Please join the Goergen Institute for Data Science for SLIDE: Commodity Hardware is All You Need for Large-Scale Deep Learning, a research seminar with Anshumali Shrivastava, Assistant Professor of Computer Science at Rice University.

View the video recording here.

Abstract: Current Deep Learning (DL) architectures are growing larger to learn from complex datasets. The trends show that the only sure-shot way of surpassing prior accuracy is to increase the model size, supplement it with more data, followed by aggressive fine-tuning. However, training and tuning astronomical sized models are time-consuming and stall the progress in AI. As a result, industries are increasingly investing in specialized hardware and deep learning accelerators like GPUs to scale up the process. It is taken for granted that commodity hardware CPU is incapable of outperforming powerful accelerators such as V100 GPUs in a head-to-head comparison of training large DL models. However, GPUs come with additional concerns: expensive infrastructural change, hard to virtualize, main memory limitations.

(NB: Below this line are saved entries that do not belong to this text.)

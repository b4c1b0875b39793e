//! Serial communication
//!
//! Line parameters for the television's RS-232 port and the [`link::Link`]
//! that carries frames over it.

pub mod link;
pub mod serial;
pub mod stream;

use serde::{Deserialize, Serialize};
use std::fmt;

/// Serial parity setting
#[derive(Debug, Clone, Copy, PartialEq, Eq, Default, Serialize, Deserialize)]
#[serde(rename_all = "lowercase")]
pub enum SerialParity {
    /// No parity bit
    #[default]
    None,
    /// Even parity
    Even,
    /// Odd parity
    Odd,
}

impl fmt::Display for SerialParity {
    fn fmt(&self, f: &mut fmt::Formatter<'_>) -> fmt::Result {
        match self {
            Self::None => write!(f, "none"),
            Self::Even => write!(f, "even"),
            Self::Odd => write!(f, "odd"),
        }
    }
}

/// Serial flow control setting
#[derive(Debug, Clone, Copy, PartialEq, Eq, Default, Serialize, Deserialize)]
#[serde(rename_all = "lowercase")]
pub enum FlowControl {
    /// No handshake
    #[default]
    None,
    /// XON/XOFF
    Software,
    /// RTS/CTS
    Hardware,
}

impl fmt::Display for FlowControl {
    fn fmt(&self, f: &mut fmt::Formatter<'_>) -> fmt::Result {
        match self {
            Self::None => write!(f, "none"),
            Self::Software => write!(f, "xon/xoff"),
            Self::Hardware => write!(f, "rts/cts"),
        }
    }
}

/// Serial line configuration applied before the link is opened
///
/// Defaults to the television's fixed settings: 9600 baud, 8N1, no flow
/// control.
#[derive(Debug, Clone, PartialEq, Eq, Serialize, Deserialize)]
pub struct LineConfig {
    /// Baud rate
    pub baud_rate: u32,
    /// Data bits (5-8)
    pub data_bits: u8,
    /// Stop bits (1 or 2)
    pub stop_bits: u8,
    /// Parity
    pub parity: SerialParity,
    /// Flow control
    pub flow_control: FlowControl,
}

impl Default for LineConfig {
    fn default() -> Self {
        Self {
            baud_rate: 9600,
            data_bits: 8,
            stop_bits: 1,
            parity: SerialParity::None,
            flow_control: FlowControl::None,
        }
    }
}

impl fmt::Display for LineConfig {
    fn fmt(&self, f: &mut fmt::Formatter<'_>) -> fmt::Result {
        let parity = match self.parity {
            SerialParity::None => 'N',
            SerialParity::Even => 'E',
            SerialParity::Odd => 'O',
        };
        write!(
            f,
            "{} {}{}{} flow={}",
            self.baud_rate, self.data_bits, parity, self.stop_bits, self.flow_control
        )
    }
}

#[cfg(test)]
mod tests {
    use super::*;

    #[test]
    fn test_default_line_config() {
        let config = LineConfig::default();
        assert_eq!(config.baud_rate, 9600);
        assert_eq!(config.data_bits, 8);
        assert_eq!(config.stop_bits, 1);
        assert_eq!(config.parity, SerialParity::None);
        assert_eq!(config.flow_control, FlowControl::None);
        assert_eq!(config.to_string(), "9600 8N1 flow=none");
    }
}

In this talk, I will demonstrate the first algorithmic progress that challenges the common knowledge prevailing in the community that specialized processors like GPUs are significantly superior to CPUs for training large neural networks.  The algorithm is a novel alternative to traditional matrix-multiplication-based backpropagation. We will show how data structures, particularly hash tables, can reduce the no of multiplications associated with the forward pass of the neural networks. The very sparse nature of updates uniquely allows for an asynchronous data-parallel gradient descent algorithm.  A C++ implementation with multi-core parallelism and workload optimization on CPU is anywhere from 4-15x faster than the most optimized implementations of Tensorflow on the best available V100 GPUs in a head to head comparisons. The associated task is training a 200-million-parameter neural network on Kaggle Amazon recommendation datasets.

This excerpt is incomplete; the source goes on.